TASK MATERIAL:
'''

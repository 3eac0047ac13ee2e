//! CSV output for the feature table and cluster assignments

use crate::feature_table::FeatureRow;

/// Header row of the feature table CSV
const FEATURE_HEADER: &str = "method,query_count,rows_processed,duration_secs,distinct_tables";

/// Header row of the cluster assignment CSV
const CLUSTER_HEADER: &str = "method,cluster";

/// Escape CSV field (handle commas, quotes, newlines)
fn escape_field(field: &str) -> String {
    if field.contains(',') || field.contains('"') || field.contains('\n') {
        format!("\"{}\"", field.replace('"', "\"\""))
    } else {
        field.to_string()
    }
}

/// Render the feature table as CSV
///
/// An empty table renders as the header row alone, keeping the column shape
/// stable for downstream consumers.
pub fn feature_table_to_csv(rows: &[FeatureRow]) -> String {
    let mut output = String::new();
    output.push_str(FEATURE_HEADER);
    output.push('\n');

    for row in rows {
        output.push_str(&format!(
            "{},{},{},{:.6},{}\n",
            escape_field(&row.method_name),
            row.query_count,
            row.total_rows,
            row.total_duration_secs,
            row.distinct_tables
        ));
    }

    output
}

/// Render one cluster label per feature row as CSV
///
/// Callers must pass one label per row; rows and labels are zipped in order.
pub fn cluster_assignments_to_csv(rows: &[FeatureRow], labels: &[usize]) -> String {
    let mut output = String::new();
    output.push_str(CLUSTER_HEADER);
    output.push('\n');

    for (row, label) in rows.iter().zip(labels.iter()) {
        output.push_str(&format!("{},{}\n", escape_field(&row.method_name), label));
    }

    output
}
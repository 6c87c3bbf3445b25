use std::sync::Arc;

use tracing::{debug, info};

use skillforge_exam::{ExamAttempt, ExamEngine, QuestionBank, Verdict};
use skillforge_ledger::{LedgerClient, RecordExamResult};
use skillforge_types::{CourseId, TxId};

use crate::error::WorkflowError;
use crate::session::SessionContext;

/// Outcome of one graded exam sitting, with the ledger write receipt.
#[derive(Clone, Debug)]
pub struct ExamSitting {
    pub verdict: Verdict,
    pub tx_id: TxId,
}

/// Administers exam sittings for enrolled students and records outcomes on
/// the ledger.
pub struct ExamService {
    ledger: Arc<dyn LedgerClient>,
    engine: Arc<ExamEngine>,
}

impl ExamService {
    pub fn new(ledger: Arc<dyn LedgerClient>, engine: Arc<ExamEngine>) -> Self {
        Self { ledger, engine }
    }

    /// Open an exam sitting: hand out the course's fixed question bank.
    ///
    /// Only enrolled students who have not already passed may sit.
    pub async fn begin(
        &self,
        session: &mut SessionContext,
        course_id: CourseId,
    ) -> Result<&QuestionBank, WorkflowError> {
        self.ensure_may_sit(session, course_id).await?;
        let course = self.ledger.course(course_id).await?;
        let bank = self.engine.administer(&course.exam_id)?;
        session.begin_exam(course_id);
        debug!(course = %course_id, exam = %course.exam_id, "exam sitting opened");
        Ok(bank)
    }

    /// Grade a completed attempt and record the outcome on the ledger.
    ///
    /// Grading itself is pure and deterministic; only the result write
    /// crosses the system boundary. A failed sitting may be retried later
    /// — the ledger overwrites a failing result and locks a passing one.
    pub async fn submit(
        &self,
        session: &mut SessionContext,
        attempt: &ExamAttempt,
    ) -> Result<ExamSitting, WorkflowError> {
        let course_id = attempt.course_id;
        self.ensure_may_sit(session, course_id).await?;

        let course = self.ledger.course(course_id).await?;
        let verdict = self.engine.grade(&course.exam_id, attempt)?;

        let tx_id = self
            .ledger
            .record_exam_result(RecordExamResult {
                course_id,
                passed: verdict.passed,
                from: session.actor.clone(),
            })
            .await
            .map_err(WorkflowError::from_write)?;

        session.end_exam(course_id);
        info!(
            course = %course_id,
            student = %session.actor,
            passed = verdict.passed,
            tx = %tx_id,
            "exam graded and recorded"
        );

        Ok(ExamSitting { verdict, tx_id })
    }

    /// A pass is terminal for the pair: the sitting may not be reopened.
    async fn ensure_may_sit(
        &self,
        session: &SessionContext,
        course_id: CourseId,
    ) -> Result<(), WorkflowError> {
        let enrolled = session.is_enrolled_locally(course_id)
            || self
                .ledger
                .enrollments_of(&session.actor)
                .await?
                .iter()
                .any(|enrollment| enrollment.course_id == course_id);
        if !enrolled {
            return Err(WorkflowError::NotEnrolled);
        }

        let result = self.ledger.exam_result(course_id, &session.actor).await?;
        if result.passed {
            return Err(WorkflowError::Validation(
                "exam is already passed and cannot be retaken".to_string(),
            ));
        }
        Ok(())
    }
}
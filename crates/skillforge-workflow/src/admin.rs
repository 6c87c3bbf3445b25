use std::sync::Arc;

use serde::{Deserialize, Serialize};
use tracing::{info, warn};

use skillforge_content::ContentStore;
use skillforge_exam::ExamEngine;
use skillforge_ledger::{CreateCourse, LedgerClient, LedgerError};
use skillforge_types::{Address, ExamId, TxId, Wei};

use crate::catalog::CourseCatalog;
use crate::error::WorkflowError;

/// Course creation command, carrying the raw artifacts to pin.
#[derive(Clone, Debug)]
pub struct CreateCourseRequest {
    pub title: String,
    pub instructor: Address,
    pub material: Vec<u8>,
    pub certificate_image: Vec<u8>,
    pub exam_id: ExamId,
    /// Fee in the display unit, as entered ("0.05").
    pub fee_ether: String,
    pub acting: Address,
}

/// Receipt for a created course.
#[derive(Clone, Debug, PartialEq, Eq, Serialize, Deserialize)]
pub struct CourseReceipt {
    pub tx_id: TxId,
}

/// Admin-side course creation.
///
/// Same pin-then-write ordering as the issuance saga: both artifacts are
/// pinned before the ledger learns about the course, so a failed create
/// leaves at worst inert pinned content and never a course that references
/// missing material.
pub struct CourseAdmin {
    ledger: Arc<dyn LedgerClient>,
    content: Arc<dyn ContentStore>,
    engine: Arc<ExamEngine>,
    catalog: CourseCatalog,
}

impl CourseAdmin {
    pub fn new(
        ledger: Arc<dyn LedgerClient>,
        content: Arc<dyn ContentStore>,
        engine: Arc<ExamEngine>,
    ) -> Self {
        let catalog = CourseCatalog::new(ledger.clone());
        Self {
            ledger,
            content,
            engine,
            catalog,
        }
    }

    pub async fn create_course(
        &self,
        request: CreateCourseRequest,
    ) -> Result<CourseReceipt, WorkflowError> {
        if request.acting != self.ledger.owner().await? {
            return Err(WorkflowError::Unauthorized(
                "only the platform owner may create courses".to_string(),
            ));
        }

        if request.title.trim().is_empty() {
            return Err(WorkflowError::Validation(
                "course title must not be empty".to_string(),
            ));
        }
        if request.material.is_empty() || request.certificate_image.is_empty() {
            return Err(WorkflowError::Validation(
                "course material and certificate image are required".to_string(),
            ));
        }
        let fee = Wei::from_ether_str(&request.fee_ether)?;

        // Every course is examined against a fixed bank, and the course is
        // findable by the bank's title, so the two must agree.
        let bank = self.engine.administer(&request.exam_id)?;
        if bank.title != request.title {
            return Err(WorkflowError::Validation(format!(
                "course title '{}' must match exam title '{}'",
                request.title, bank.title
            )));
        }

        if self.catalog.is_duplicate_title(&request.title).await? {
            return Err(WorkflowError::Validation(format!(
                "a course titled '{}' already exists",
                request.title
            )));
        }

        let material_content_id = self
            .content
            .pin(&request.material)
            .await
            .map_err(WorkflowError::PinningFailed)?;
        let certificate_image_content_id = self
            .content
            .pin(&request.certificate_image)
            .await
            .map_err(WorkflowError::PinningFailed)?;

        let tx_id = self
            .ledger
            .create_course(CreateCourse {
                title: request.title.clone(),
                instructor: request.instructor,
                material_content_id,
                exam_id: request.exam_id,
                certificate_image_content_id,
                fee,
                from: request.acting,
            })
            .await
            .map_err(|err| {
                warn!(title = %request.title, %err, "course creation write failed");
                match err {
                    // A racing creation with the same title lost the
                    // duplicate check at the ledger.
                    LedgerError::DuplicateTitle => WorkflowError::Validation(format!(
                        "a course titled '{}' already exists",
                        request.title
                    )),
                    other => WorkflowError::from_write(other),
                }
            })?;

        info!(title = %request.title, tx = %tx_id, "course created");
        Ok(CourseReceipt { tx_id })
    }
}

'''

WHAT THIS TASK INVOLVES:
Line count for "Deserialize": report how many lines in the data above include it, with no other words.

RESULT OF THE TASK:
2